## THE PROBLEM
Return all of the lines below exactly as they are.

## DATA FOR THIS EXERCISE
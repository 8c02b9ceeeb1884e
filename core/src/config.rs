//! Runtime configuration.
//!
//! Configuration is resolved from explicit fields plus the `OPENAI_*`
//! environment variables; there is no config-file layer. CLI front-ends
//! load `.env` before calling [`Config::from_env`].

use std::env;
use std::path::PathBuf;
use std::time::Duration;

use crate::context_budget::ModelBudget;
use crate::error::AgentErr;
use crate::error::Result;

pub const DEFAULT_MODEL: &str = "gpt-4o";
pub const DEFAULT_BASE_URL: &str = "https://api.openai.com/v1";
pub const DEFAULT_HISTORY_LOG: &str = "history.json";

/// Default prompt the runtime feeds itself in hands-free mode whenever it
/// would otherwise wait for operator input.
pub const HANDS_FREE_AUTO_REPLY: &str =
    "Continue working toward the goal. If the goal is fully achieved, return an empty plan.";

const DEFAULT_SYSTEM_PROMPT: &str = "You are an autonomous engineering agent. \
On every turn you must call the plan tool with a JSON plan: a short message for the operator, \
an ordered list of executable steps with unique ids, and requireHumanInput when you are blocked. \
Steps may depend on earlier steps via waitingForId. Mark finished steps Completed and return an \
empty plan when the task is done.";

/// Everything a runtime instance needs to know at spawn time.
#[derive(Debug, Clone)]
pub struct Config {
    pub model: String,
    pub api_key: String,
    pub base_url: String,
    /// Forwarded as `reasoning.effort` when non-empty.
    pub reasoning_effort: String,
    pub system_prompt: String,
    /// Working directory that relative step cwds resolve against.
    pub cwd: PathBuf,

    /// Hard cap on plan-execution passes per prompt; 0 disables.
    pub max_passes: u64,
    pub hands_free: bool,
    pub hands_free_topic: String,
    pub hands_free_auto_reply: String,
    /// Suppress the stdin reader (embedded and sub-runtime use).
    pub disable_input_reader: bool,
    /// Suppress event forwarding to the parent queue (sub-runtime use).
    pub disable_output_forwarding: bool,

    /// Truncate assistant/tool content this many passes after it was
    /// appended; 0 disables.
    pub amnesia_after_passes: u64,
    /// Context budget override; `None` uses the per-model defaults.
    pub context_budget: Option<ModelBudget>,
    /// Snapshot of the history is rewritten here before every model
    /// request; `None` disables.
    pub history_log_path: Option<PathBuf>,

    /// Outbound sends that block longer than this are dropped; zero waits
    /// forever.
    pub emit_timeout: Duration,
    pub http_timeout: Duration,
    pub max_retries: u32,
    /// Verbose SSE tracing (`GOAGENT_DEBUG_STREAM`).
    pub debug_stream: bool,

    /// Line inputs that shut the runtime down, compared case-insensitively.
    pub exit_words: Vec<String>,
    /// Label stamped on outbound events.
    pub agent_label: String,
}

impl Default for Config {
    fn default() -> Self {
        Self {
            model: DEFAULT_MODEL.to_string(),
            api_key: String::new(),
            base_url: DEFAULT_BASE_URL.to_string(),
            reasoning_effort: String::new(),
            system_prompt: DEFAULT_SYSTEM_PROMPT.to_string(),
            cwd: env::current_dir().unwrap_or_else(|_| PathBuf::from(".")),
            max_passes: 0,
            hands_free: false,
            hands_free_topic: String::new(),
            hands_free_auto_reply: HANDS_FREE_AUTO_REPLY.to_string(),
            disable_input_reader: false,
            disable_output_forwarding: false,
            amnesia_after_passes: 0,
            context_budget: None,
            history_log_path: Some(PathBuf::from(DEFAULT_HISTORY_LOG)),
            emit_timeout: Duration::ZERO,
            http_timeout: Duration::from_secs(120),
            max_retries: 3,
            debug_stream: false,
            exit_words: ["exit", "quit", "/exit", "/quit"]
                .iter()
                .map(|s| s.to_string())
                .collect(),
            agent_label: goagent_protocol::protocol::MAIN_AGENT.to_string(),
        }
    }
}

impl Config {
    /// Build a config from the environment. `OPENAI_API_KEY` is required;
    /// everything else falls back to defaults.
    pub fn from_env() -> Result<Self> {
        let api_key = env::var("OPENAI_API_KEY")
            .ok()
            .filter(|v| !v.trim().is_empty())
            .ok_or(AgentErr::EnvVar("OPENAI_API_KEY"))?;

        let mut config = Self {
            api_key,
            ..Self::default()
        };
        if let Some(model) = non_empty_env("OPENAI_MODEL") {
            config.model = model;
        }
        if let Some(base_url) = non_empty_env("OPENAI_BASE_URL") {
            config.base_url = base_url.trim_end_matches('/').to_string();
        }
        if let Some(effort) = non_empty_env("OPENAI_REASONING_EFFORT") {
            config.reasoning_effort = effort;
        }
        config.debug_stream = env_flag("GOAGENT_DEBUG_STREAM");
        Ok(config)
    }

    /// Derive the configuration for a research sub-runtime: same endpoint
    /// and model, hands-free on the given goal, no terminal wiring, and no
    /// history log of its own.
    pub fn research_child(&self, goal: &str, turns: u64) -> Self {
        Self {
            hands_free: true,
            hands_free_topic: goal.to_string(),
            hands_free_auto_reply: HANDS_FREE_AUTO_REPLY.to_string(),
            disable_input_reader: true,
            disable_output_forwarding: true,
            max_passes: if turns == 0 { 10 } else { turns },
            history_log_path: None,
            agent_label: "research".to_string(),
            ..self.clone()
        }
    }
}

fn non_empty_env(key: &str) -> Option<String> {
    env::var(key).ok().filter(|v| !v.trim().is_empty())
}

fn env_flag(key: &str) -> bool {
    matches!(
        env::var(key).unwrap_or_default().trim(),
        "1" | "true" | "TRUE" | "yes" | "on"
    )
}

#[cfg(test)]
mod tests {
    use super::*;
    use pretty_assertions::assert_eq;

    #[test]
    fn defaults_match_contract() {
        let config = Config::default();
        assert_eq!(config.model, "gpt-4o");
        assert_eq!(config.base_url, "https://api.openai.com/v1");
        assert_eq!(config.http_timeout, Duration::from_secs(120));
        assert_eq!(config.max_retries, 3);
        assert_eq!(
            config.history_log_path.as_deref(),
            Some(std::path::Path::new("history.json"))
        );
        assert!(config.exit_words.contains(&"/quit".to_string()));
    }

    #[test]
    fn research_child_is_hands_free_and_detached() {
        let parent = Config {
            api_key: "sk-test".into(),
            ..Config::default()
        };
        let child = parent.research_child("summarize crate layout", 0);
        assert!(child.hands_free);
        assert!(child.disable_input_reader);
        assert!(child.disable_output_forwarding);
        assert_eq!(child.max_passes, 10);
        assert_eq!(child.hands_free_topic, "summarize crate layout");
        assert_eq!(child.history_log_path, None);
        assert_eq!(child.api_key, parent.api_key);

        let bounded = parent.research_child("goal", 3);
        assert_eq!(bounded.max_passes, 3);
    }
}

## SOLUTION FOR THIS EXERCISE
repository 8c02b9ceeeb1884e
filename core/src/config.rs
//! Runtime configuration.
//!
//! Configuration is resolved from explicit fields plus the `OPENAI_*`
//! environment variables; there is no config-file layer. CLI front-ends
//! load `.env` before calling [`Config::from_env`].

use std::env;
use std::path::PathBuf;
use std::time::Duration;

use crate::context_budget::ModelBudget;
use crate::error::AgentErr;
use crate::error::Result;

pub const DEFAULT_MODEL: &str = "gpt-4o";
pub const DEFAULT_BASE_URL: &str = "https://api.openai.com/v1";
pub const DEFAULT_HISTORY_LOG: &str = "history.json";

/// Default prompt the runtime feeds itself in hands-free mode whenever it
/// would otherwise wait for operator input.
pub const HANDS_FREE_AUTO_REPLY: &str =
    "Continue working toward the goal. If the goal is fully achieved, return an empty plan.";

const DEFAULT_SYSTEM_PROMPT: &str = "You are an autonomous engineering agent. \
On every turn you must call the plan tool with a JSON plan: a short message for the operator, \
an ordered list of executable steps with unique ids, and requireHumanInput when you are blocked. \
Steps may depend on earlier steps via waitingForId. Mark finished steps Completed and return an \
empty plan when the task is done.";

/// Everything a runtime instance needs to know at spawn time.
#[derive(Debug, Clone)]
pub struct Config {
    pub model: String,
    pub api_key: String,
    pub base_url: String,
    /// Forwarded as `reasoning.effort` when non-empty.
    pub reasoning_effort: String,
    pub system_prompt: String,
    /// Working directory that relative step cwds resolve against.
    pub cwd: PathBuf,

    /// Hard cap on plan-execution passes per prompt; 0 disables.
    pub max_passes: u64,
    pub hands_free: bool,
    pub hands_free_topic: String,
    pub hands_free_auto_reply: String,
    /// Suppress the stdin reader (embedded and sub-runtime use).
    pub disable_input_reader: bool,
    /// Suppress event forwarding to the parent queue (sub-runtime use).
    pub disable_output_forwarding: bool,

    /// Truncate assistant/tool content this many passes after it was
    /// appended; 0 disables.
    pub amnesia_after_passes: u64,
    /// Context budget override; `None` uses the per-model defaults.
    pub context_budget: Option<ModelBudget>,
    /// Snapshot of the history is rewritten here before every model
    /// request; `None` disables.
    pub history_log_path: Option<PathBuf>,

    /// Outbound sends that block longer than this are dropped; zero waits
    /// forever.
    pub emit_timeout: Duration,
    pub http_timeout: Duration,
    pub max_retries: u32,
    /// Verbose SSE tracing (`GOAGENT_DEBUG_STREAM`).
    pub debug_stream: bool,

    /// Line inputs that shut the runtime down, compared case-insensitively.
    pub exit_words: Vec<String>,
    /// Label stamped on outbound events.
    pub agent_label: String,
}

impl Default for Config {
    fn default() -> Self {
        Self {
            model: DEFAULT_MODEL.to_string(),
            api_key: String::new(),
            base_url: DEFAULT_BASE_URL.to_string(),
            reasoning_effort: String::new(),
            system_prompt: DEFAULT_SYSTEM_PROMPT.to_string(),
            cwd: env::current_dir().unwrap_or_else(|_| PathBuf::from(".")),
            max_passes: 0,
            hands_free: false,
            hands_free_topic: String::new(),
            hands_free_auto_reply: HANDS_FREE_AUTO_REPLY.to_string(),
            disable_input_reader: false,
            disable_output_forwarding: false,
            amnesia_after_passes: 0,
            context_budget: None,
            history_log_path: Some(PathBuf::from(DEFAULT_HISTORY_LOG)),
            emit_timeout: Duration::ZERO,
            http_timeout: Duration::from_secs(120),
            max_retries: 3,
            debug_stream: false,
            exit_words: ["exit", "quit", "/exit", "/quit"]
                .iter()
                .map(|s| s.to_string())
                .collect(),
            agent_label: goagent_protocol::protocol::MAIN_AGENT.to_string(),
        }
    }
}

impl Config {
    /// Build a config from the environment. `OPENAI_API_KEY` is required;
    /// everything else falls back to defaults.
    pub fn from_env() -> Result<Self> {
        let api_key = env::var("OPENAI_API_KEY")
            .ok()
            .filter(|v| !v.trim().is_empty())
            .ok_or(AgentErr::EnvVar("OPENAI_API_KEY"))?;

        let mut config = Self {
            api_key,
            ..Self::default()
        };
        if let Some(model) = non_empty_env("OPENAI_MODEL") {
            config.model = model;
        }
        if let Some(base_url) = non_empty_env("OPENAI_BASE_URL") {
            config.base_url = base_url.trim_end_matches('/').to_string();
        }
        if let Some(effort) = non_empty_env("OPENAI_REASONING_EFFORT") {
            config.reasoning_effort = effort;
        }
        config.debug_stream = env_flag("GOAGENT_DEBUG_STREAM");
        Ok(config)
    }

    /// Derive the configuration for a research sub-runtime: same endpoint
    /// and model, hands-free on the given goal, no terminal wiring, and no
    /// history log of its own.
    pub fn research_child(&self, goal: &str, turns: u64) -> Self {
        Self {
            hands_free: true,
            hands_free_topic: goal.to_string(),
            hands_free_auto_reply: HANDS_FREE_AUTO_REPLY.to_string(),
            disable_input_reader: true,
            disable_output_forwarding: true,
            max_passes: if turns == 0 { 10 } else { turns },
            history_log_path: None,
            agent_label: "research".to_string(),
            ..self.clone()
        }
    }
}

fn non_empty_env(key: &str) -> Option<String> {
    env::var(key).ok().filter(|v| !v.trim().is_empty())
}

fn env_flag(key: &str) -> bool {
    matches!(
        env::var(key).unwrap_or_default().trim(),
        "1" | "true" | "TRUE" | "yes" | "on"
    )
}

#[cfg(test)]
mod tests {
    use super::*;
    use pretty_assertions::assert_eq;

    #[test]
    fn defaults_match_contract() {
        let config = Config::default();
        assert_eq!(config.model, "gpt-4o");
        assert_eq!(config.base_url, "https://api.openai.com/v1");
        assert_eq!(config.http_timeout, Duration::from_secs(120));
        assert_eq!(config.max_retries, 3);
        assert_eq!(
            config.history_log_path.as_deref(),
            Some(std::path::Path::new("history.json"))
        );
        assert!(config.exit_words.contains(&"/quit".to_string()));
    }

    #[test]
    fn research_child_is_hands_free_and_detached() {
        let parent = Config {
            api_key: "sk-test".into(),
            ..Config::default()
        };
        let child = parent.research_child("summarize crate layout", 0);
        assert!(child.hands_free);
        assert!(child.disable_input_reader);
        assert!(child.disable_output_forwarding);
        assert_eq!(child.max_passes, 10);
        assert_eq!(child.hands_free_topic, "summarize crate layout");
        assert_eq!(child.history_log_path, None);
        assert_eq!(child.api_key, parent.api_key);

        let bounded = parent.research_child("goal", 3);
        assert_eq!(bounded.max_passes, 3);
    }
}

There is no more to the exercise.